If God was removed from our currency, Pledge of Allegiance and the 10 Commandments from all public buildings and areas, it would not interfere in the least with the right and ability of Christians to practice their religion. They can still insert God when they say the Pledge, they still can obey the commandments in full. I fully honor their right to do so.The problem is when the government gets into the issue of God, it creates complications. It serves to further the belief that a certain God exists, especially to the young. Now that might be fine with certain Christian parents, but the parents of Jews, Hindus, atheists/agnostics and, indeed, certain Christian parents might not wish for the state/government to further a certain view of God or even Christianity.
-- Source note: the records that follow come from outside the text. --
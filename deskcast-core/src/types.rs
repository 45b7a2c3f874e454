//! Shared frame, geometry and pixel types used across the pipeline.
//!
//! These are **internal** representations passed between pipeline stages.
//! The wire type sent to viewers is [`crate::channel::ScreenRegionPayload`].

use std::time::Instant;

use serde::{Deserialize, Serialize};

use crate::error::{DeskcastError, Result};

// ── PixelFormat ──────────────────────────────────────────────────

/// Pixel layout for raw captured frames.
#[derive(Debug, Clone, Copy, PartialEq, Eq, Hash)]
pub enum PixelFormat {
    /// 4 bytes per pixel: Blue, Green, Red, Alpha (DXGI / GDI default).
    Bgra8,
    /// 4 bytes per pixel: Red, Green, Blue, Alpha.
    Rgba8,
    /// 3 bytes per pixel: Red, Green, Blue.
    Rgb8,
}

impl PixelFormat {
    /// Bytes consumed by a single pixel in this format.
    pub const fn bytes_per_pixel(self) -> usize {
        match self {
            PixelFormat::Bgra8 | PixelFormat::Rgba8 => 4,
            PixelFormat::Rgb8 => 3,
        }
    }

    /// Offsets of the red, green and blue channels within one pixel.
    pub(crate) const fn rgb_offsets(self) -> [usize; 3] {
        match self {
            PixelFormat::Bgra8 => [2, 1, 0],
            PixelFormat::Rgba8 | PixelFormat::Rgb8 => [0, 1, 2],
        }
    }
}

// ── Rect ─────────────────────────────────────────────────────────

/// A frame-local rectangle in pixels. `x + width` is exclusive.
#[derive(Debug, Clone, Copy, PartialEq, Eq, Hash, Default, Serialize, Deserialize)]
pub struct Rect {
    pub x: u32,
    pub y: u32,
    pub width: u32,
    pub height: u32,
}

impl Rect {
    /// The empty rectangle.
    pub const EMPTY: Rect = Rect {
        x: 0,
        y: 0,
        width: 0,
        height: 0,
    };

    pub const fn new(x: u32, y: u32, width: u32, height: u32) -> Self {
        Self {
            x,
            y,
            width,
            height,
        }
    }

    /// Build from exclusive edges. Inverted edges yield [`Rect::EMPTY`].
    pub fn from_edges(left: u32, top: u32, right: u32, bottom: u32) -> Self {
        if right <= left || bottom <= top {
            return Rect::EMPTY;
        }
        Rect::new(left, top, right - left, bottom - top)
    }

    pub const fn is_empty(&self) -> bool {
        self.width == 0 || self.height == 0
    }

    pub const fn right(&self) -> u32 {
        self.x + self.width
    }

    pub const fn bottom(&self) -> u32 {
        self.y + self.height
    }

    pub const fn area(&self) -> u64 {
        self.width as u64 * self.height as u64
    }

    /// Smallest rectangle covering both. Empty operands are ignored.
    pub fn union(&self, other: &Rect) -> Rect {
        match (self.is_empty(), other.is_empty()) {
            (true, _) => *other,
            (_, true) => *self,
            _ => Rect::from_edges(
                self.x.min(other.x),
                self.y.min(other.y),
                self.right().max(other.right()),
                self.bottom().max(other.bottom()),
            ),
        }
    }

    /// Overlapping area, or [`Rect::EMPTY`].
    pub fn intersect(&self, other: &Rect) -> Rect {
        Rect::from_edges(
            self.x.max(other.x),
            self.y.max(other.y),
            self.right().min(other.right()),
            self.bottom().min(other.bottom()),
        )
    }

    /// Grow by `amount` on every side, clamped to `bounds`.
    pub fn pad(&self, amount: u32, bounds: &Rect) -> Rect {
        if self.is_empty() {
            return Rect::EMPTY;
        }
        Rect::from_edges(
            self.x.saturating_sub(amount).max(bounds.x),
            self.y.saturating_sub(amount).max(bounds.y),
            self.right().saturating_add(amount).min(bounds.right()),
            self.bottom().saturating_add(amount).min(bounds.bottom()),
        )
    }

    /// Map a rect from an unrotated `source_width × source_height` surface
    /// into the surface produced by [`Frame::rotate`] with the same rotation.
    pub fn rotate(&self, rotation: Rotation, source_width: u32, source_height: u32) -> Rect {
        match rotation {
            Rotation::Identity => *self,
            // Content is turned counter-clockwise by a quarter.
            Rotation::Rotate90 => Rect::new(
                self.y,
                source_width.saturating_sub(self.right()),
                self.height,
                self.width,
            ),
            Rotation::Rotate180 => Rect::new(
                source_width.saturating_sub(self.right()),
                source_height.saturating_sub(self.bottom()),
                self.width,
                self.height,
            ),
            // Content is turned clockwise by a quarter.
            Rotation::Rotate270 => Rect::new(
                source_height.saturating_sub(self.bottom()),
                self.x,
                self.height,
                self.width,
            ),
        }
    }
}

// ── MonitorArea ──────────────────────────────────────────────────

/// A display's placement on the virtual desktop. `left`/`top` may be
/// negative for monitors positioned left of or above the primary.
#[derive(Debug, Clone, Copy, PartialEq, Eq, Hash, Default, Serialize, Deserialize)]
pub struct MonitorArea {
    pub left: i32,
    pub top: i32,
    pub width: u32,
    pub height: u32,
}

impl MonitorArea {
    pub const fn new(left: i32, top: i32, width: u32, height: u32) -> Self {
        Self {
            left,
            top,
            width,
            height,
        }
    }

    pub const fn right(&self) -> i64 {
        self.left as i64 + self.width as i64
    }

    pub const fn bottom(&self) -> i64 {
        self.top as i64 + self.height as i64
    }

    /// Smallest area covering both.
    pub fn union(&self, other: &MonitorArea) -> MonitorArea {
        let left = self.left.min(other.left);
        let top = self.top.min(other.top);
        let right = self.right().max(other.right());
        let bottom = self.bottom().max(other.bottom());
        MonitorArea::new(
            left,
            top,
            (right - left as i64).max(0) as u32,
            (bottom - top as i64).max(0) as u32,
        )
    }
}

// ── Rotation ─────────────────────────────────────────────────────

/// Rotation the OS reports for a display output. Captured frames from a
/// rotated output are turned back so the viewer sees the desktop upright.
#[derive(Debug, Clone, Copy, PartialEq, Eq, Hash, Default)]
pub enum Rotation {
    #[default]
    Identity,
    Rotate90,
    Rotate180,
    Rotate270,
}

// ── Frame ────────────────────────────────────────────────────────

/// A raw, uncompressed screen capture.
///
/// The `data` buffer holds `height` rows of `stride` bytes each.
/// `stride` may be larger than `width * bytes_per_pixel` due to
/// GPU row-alignment requirements.
#[derive(Debug, Clone)]
pub struct Frame {
    /// Frame width in pixels.
    pub width: u32,
    /// Frame height in pixels.
    pub height: u32,
    /// Row pitch in **bytes** (may exceed `width * bpp`).
    pub stride: u32,
    /// Pixel layout.
    pub format: PixelFormat,
    /// Raw pixel data, `stride * height` bytes.
    pub data: Vec<u8>,
    /// Monotonic capture timestamp.
    pub timestamp: Instant,
}

impl Frame {
    /// Wrap a tightly- or loosely-packed buffer, validating its length.
    pub fn from_raw(
        width: u32,
        height: u32,
        stride: u32,
        format: PixelFormat,
        data: Vec<u8>,
    ) -> Result<Self> {
        let min_stride = width as usize * format.bytes_per_pixel();
        if (stride as usize) < min_stride {
            return Err(DeskcastError::Capture(format!(
                "stride {stride} shorter than row of {min_stride} bytes"
            )));
        }
        let needed = stride as usize * height as usize;
        if data.len() < needed {
            return Err(DeskcastError::Capture(format!(
                "frame buffer holds {} bytes, {needed} required",
                data.len()
            )));
        }
        Ok(Self {
            width,
            height,
            stride,
            format,
            data,
            timestamp: Instant::now(),
        })
    }

    /// A tightly packed frame with every byte set to `fill`.
    pub fn filled(width: u32, height: u32, format: PixelFormat, fill: u8) -> Self {
        let stride = width * format.bytes_per_pixel() as u32;
        Self {
            width,
            height,
            stride,
            format,
            data: vec![fill; stride as usize * height as usize],
            timestamp: Instant::now(),
        }
    }

    /// Whole-frame rectangle.
    pub const fn bounds(&self) -> Rect {
        Rect::new(0, 0, self.width, self.height)
    }

    /// Returns a row slice (including possible padding bytes).
    pub fn row(&self, y: u32) -> &[u8] {
        let start = y as usize * self.stride as usize;
        &self.data[start..start + self.stride as usize]
    }

    /// Returns only the pixel bytes of row `y`, without padding.
    pub fn row_pixels(&self, y: u32) -> &[u8] {
        let start = y as usize * self.stride as usize;
        let len = self.width as usize * self.format.bytes_per_pixel();
        &self.data[start..start + len]
    }

    /// Mutable pixel bytes of row `y`, without padding.
    pub fn row_pixels_mut(&mut self, y: u32) -> &mut [u8] {
        let start = y as usize * self.stride as usize;
        let len = self.width as usize * self.format.bytes_per_pixel();
        &mut self.data[start..start + len]
    }

    /// Returns the pixel bytes at `(x, y)`.
    ///
    /// # Panics
    ///
    /// Panics if `(x, y)` is out of bounds.
    pub fn pixel(&self, x: u32, y: u32) -> &[u8] {
        let bpp = self.format.bytes_per_pixel();
        let offset = y as usize * self.stride as usize + x as usize * bpp;
        &self.data[offset..offset + bpp]
    }

    /// Mutable pixel bytes at `(x, y)`.
    pub fn pixel_mut(&mut self, x: u32, y: u32) -> &mut [u8] {
        let bpp = self.format.bytes_per_pixel();
        let offset = y as usize * self.stride as usize + x as usize * bpp;
        &mut self.data[offset..offset + bpp]
    }

    /// `true` when every pixel byte is zero. Some drivers hand back blank
    /// surfaces instead of failing.
    pub fn is_blank(&self) -> bool {
        (0..self.height).all(|y| self.row_pixels(y).iter().all(|&b| b == 0))
    }

    /// Copy `region` out as tightly packed RGB8.
    pub fn crop_to_rgb(&self, region: &Rect) -> Result<Vec<u8>> {
        let region = region.intersect(&self.bounds());
        if region.is_empty() {
            return Err(DeskcastError::RegionOutOfBounds(region));
        }
        let bpp = self.format.bytes_per_pixel();
        let [r, g, b] = self.format.rgb_offsets();
        let mut out = Vec::with_capacity(region.area() as usize * 3);

        for y in region.y..region.bottom() {
            let row = self.row_pixels(y);
            let start = region.x as usize * bpp;
            let end = region.right() as usize * bpp;
            for px in row[start..end].chunks_exact(bpp) {
                out.extend_from_slice(&[px[r], px[g], px[b]]);
            }
        }

        Ok(out)
    }

    /// Undo an output rotation, producing an upright, tightly packed frame.
    pub fn rotate(self, rotation: Rotation) -> Frame {
        if rotation == Rotation::Identity {
            return self;
        }
        let bpp = self.format.bytes_per_pixel();
        let (w, h) = (self.width as usize, self.height as usize);
        let (out_w, out_h) = match rotation {
            Rotation::Rotate90 | Rotation::Rotate270 => (h, w),
            _ => (w, h),
        };
        let out_stride = out_w * bpp;
        let mut out = vec![0u8; out_stride * out_h];

        for y in 0..h {
            let row = self.row_pixels(y as u32);
            for x in 0..w {
                let (dx, dy) = match rotation {
                    Rotation::Rotate90 => (y, w - 1 - x),
                    Rotation::Rotate180 => (w - 1 - x, h - 1 - y),
                    Rotation::Rotate270 => (h - 1 - y, x),
                    Rotation::Identity => (x, y),
                };
                let dst = dy * out_stride + dx * bpp;
                out[dst..dst + bpp].copy_from_slice(&row[x * bpp..(x + 1) * bpp]);
            }
        }

        Frame {
            width: out_w as u32,
            height: out_h as u32,
            stride: out_stride as u32,
            format: self.format,
            data: out,
            timestamp: self.timestamp,
        }
    }
}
Of the 10 Commandments, only three have anything to do with modern law: prohibitions on murder, theft and bearing false witness (or in modern terms, perjury). The first four prohibit actually worship of a God other than the Judeo-Christian God. These prohibitions on worshiping other Gods or graven images or honoring the Sabbath or not taking God's name in vain aren't suggestions but commands.James Madison viewed it is imperative to keep religion and state separate: "The Civil government...functions with complete success...by the total separation of the Church from the State," in a letter to Gene Garman. The Treaty of Tripoli states, "The Government of the United States is not in any sense founded on the Christian religion." This was a treaty ratified while John Adams was president, ratified by many of the same men who just a decade earlier supported the creation of the Constitution.What are the effects of the 10 Commandments in a public school? Well, it gives the impression to the child that they aren't free to worship another God; after all, isn't the school commanding them to worship this specific God, and how? Even if that impression is wrong, it still persists and will continue to do so along as it is on that wall.How can one possibly state that the 10 Commandments will leave a positive impression for children when it comes to the moral values it imparts, but it won't confuse the child by statements on the practice of worship? Yes, let us teach moral values in schools, but religion isn't necessary to do so.Theft, murder, etc., are wrong because they harm others. We don't need an ancient document to give that knowledge to our children. If some Christians - on their own, and not through the power of the state - want to put up a copy of the 10 Commandments in a courthouse, fine - do it during a time where the government allows all citizens to put in different documents, not just ones that are pro-Judeo-Christian.I, myself, would put a copy of Thomas Paine's "Age of Reason," which was a great inspiration for our concept of natural rights and liberty.